ÇOCUKLARA YAKLAŞIRKEN YANLIŞ TUTUMLARDAN KAÇINILMALI
"Başta evin içerisinde demokratik, iletişim kurulabilen, karşılıklı konuşulabilen ve paylaşım yapılabilen bir ortamın oluşması gerekiyor. Bu da bizim çocuğumuza, eşimize karşı şeffaf olmamızdan, eşimizin bize karşı şeffaf olmasından ve aynı zamanda bunları gören çocuğun da ailesine karşı şeffaf olmasından geçiyor. Örneğin çocuğumuzun yanında televizyonda Archie Battersbee'nin haberini gördük ve çocuğumuza "ne biçim çocuklar var" diye yargıladık.

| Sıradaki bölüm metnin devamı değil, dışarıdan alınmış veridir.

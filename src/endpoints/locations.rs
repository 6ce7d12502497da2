use tracing::instrument;

use super::{Resource, SaveJson};
use crate::domain::{Location, LocationFields, RecordId};
use crate::error::ApiResult;
use crate::services::{ApiClient, MessageResponse};

const PATH: &str = "/land_bank/location";

#[derive(Clone, Copy)]
pub struct LocationApi<'a> {
    resource: Resource<'a, Location>,
}

impl<'a> LocationApi<'a> {
    pub fn new(client: &'a ApiClient) -> Self {
        Self {
            resource: Resource::new(client, PATH),
        }
    }

    pub async fn list(&self) -> ApiResult<Vec<Location>> {
        self.resource.list().await
    }

    pub async fn get(&self, id: RecordId) -> ApiResult<Location> {
        self.resource.get(id).await
    }

    #[instrument(skip(self, body), fields(name = %body.name))]
    pub async fn create(&self, body: &LocationFields) -> ApiResult<Location> {
        self.resource.create_json(body).await
    }

    #[instrument(skip(self, body))]
    pub async fn update(&self, id: RecordId, body: &LocationFields) -> ApiResult<Location> {
        self.resource.update_json(id, body).await
    }

    #[instrument(skip(self))]
    pub async fn delete(&self, id: RecordId) -> ApiResult<MessageResponse> {
        self.resource.delete(id).await
    }
}

impl SaveJson for LocationApi<'_> {
    type Fields = LocationFields;
    type Record = Location;

    async fn create_json(&self, fields: &LocationFields) -> ApiResult<Location> {
        self.create(fields).await
    }

    async fn update_json(&self, id: RecordId, fields: &LocationFields) -> ApiResult<Location> {
        self.update(id, fields).await
    }
}
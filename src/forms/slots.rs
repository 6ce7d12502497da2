use std::collections::BTreeSet;

use crate::domain::{Attachment, RecordId};
use crate::services::PendingFile;

/// Suffix of the companion field that lists attachment ids to delete.
pub const REMOVAL_SUFFIX: &str = "_to_remove";

/// One named attachment collection of a record being edited.
///
/// `existing` is never pruned locally: marking an id only records intent, and
/// the file keeps showing (struck through) until the server confirms.
#[derive(Debug, Clone, PartialEq, Eq)]
pub struct AttachmentSlot {
    name: &'static str,
    existing: Vec<Attachment>,
    added: Vec<PendingFile>,
    removed_ids: BTreeSet<RecordId>,
}

/// Existing attachment as it should be rendered.
#[derive(Debug, Clone, Copy, PartialEq, Eq)]
pub struct AttachmentView<'a> {
    pub attachment: &'a Attachment,
    pub marked_for_removal: bool,
}

impl AttachmentSlot {
    pub fn new(name: &'static str, existing: Vec<Attachment>) -> Self {
        Self {
            name,
            existing,
            added: Vec::new(),
            removed_ids: BTreeSet::new(),
        }
    }

    pub fn name(&self) -> &'static str {
        self.name
    }

    /// Name of the companion removal field, e.g. `survey_number_files_to_remove`.
    pub fn removal_field(&self) -> String {
        format!("{}{}", self.name, REMOVAL_SUFFIX)
    }

    pub fn existing(&self) -> &[Attachment] {
        &self.existing
    }

    pub fn added(&self) -> &[PendingFile] {
        &self.added
    }

    pub fn removed_ids(&self) -> &BTreeSet<RecordId> {
        &self.removed_ids
    }

    pub fn add_files(&mut self, files: impl IntoIterator<Item = PendingFile>) {
        self.added.extend(files);
    }

    /// Drop a newly selected file before it is ever sent.
    pub fn unselect(&mut self, index: usize) -> Option<PendingFile> {
        (index < self.added.len()).then(|| self.added.remove(index))
    }

    pub fn contains_existing(&self, id: RecordId) -> bool {
        self.existing.iter().any(|a| a.id == id)
    }

    /// Flip the removal mark of an existing attachment. Returns whether the
    /// id is marked afterwards, or `None` if it is not an existing attachment.
    pub fn toggle_removal(&mut self, id: RecordId) -> Option<bool> {
        if !self.contains_existing(id) {
            return None;
        }
        if self.removed_ids.remove(&id) {
            Some(false)
        } else {
            self.removed_ids.insert(id);
            Some(true)
        }
    }

    pub fn is_marked(&self, id: RecordId) -> bool {
        self.removed_ids.contains(&id)
    }

    /// Comma-joined ids for the removal field, or `None` when nothing is
    /// marked. An empty-but-present field would clear the slot server-side.
    pub fn removal_value(&self) -> Option<String> {
        if self.removed_ids.is_empty() {
            return None;
        }
        let ids: Vec<String> = self.removed_ids.iter().map(|id| id.to_string()).collect();
        Some(ids.join(","))
    }

    pub fn view(&self) -> Vec<AttachmentView<'_>> {
        self.existing
            .iter()
            .map(|attachment| AttachmentView {
                attachment,
                marked_for_removal: self.is_marked(attachment.id),
            })
            .collect()
    }

    /// Attachments that will remain once pending removals are applied.
    pub fn kept_count(&self) -> usize {
        self.existing.len() - self.removed_ids.len() + self.added.len()
    }

    pub fn has_changes(&self) -> bool {
        !self.added.is_empty() || !self.removed_ids.is_empty()
    }

    pub(crate) fn clear_pending(&mut self) {
        self.added.clear();
        self.removed_ids.clear();
    }
}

Çocuğumuza aba altından sopa göstermeye ya da farkında olmadan bir şey öğretmeye çalıştığımız bu durumda çocuk benzer bir riskle karşı karşıya kaldığında size bunu anlatmayacaktır."
ÇOCUKLAR YERİNE EBEVEYNLER YAPMALI
Son olarak ise Psk. Ateş, "Çocuğa bir şeyler öğretmek için yargılamadan, iletişim kanallarını kapatmadan, onu takip edebileceğimiz bir mesafede tutarak ama her an müdahale etmeden ebeveynlerin doğru düşünebilme mekanizmalarını çocukları ile belirli bir yaşa gelene kadar paylaşabilmesi gerekiyor. Ailelerin çocuklarının yerine beyinlerindeki onların nedensellik alanını onlar adına geçici olarak da olsa kullanmaları gerekiyor." dedi.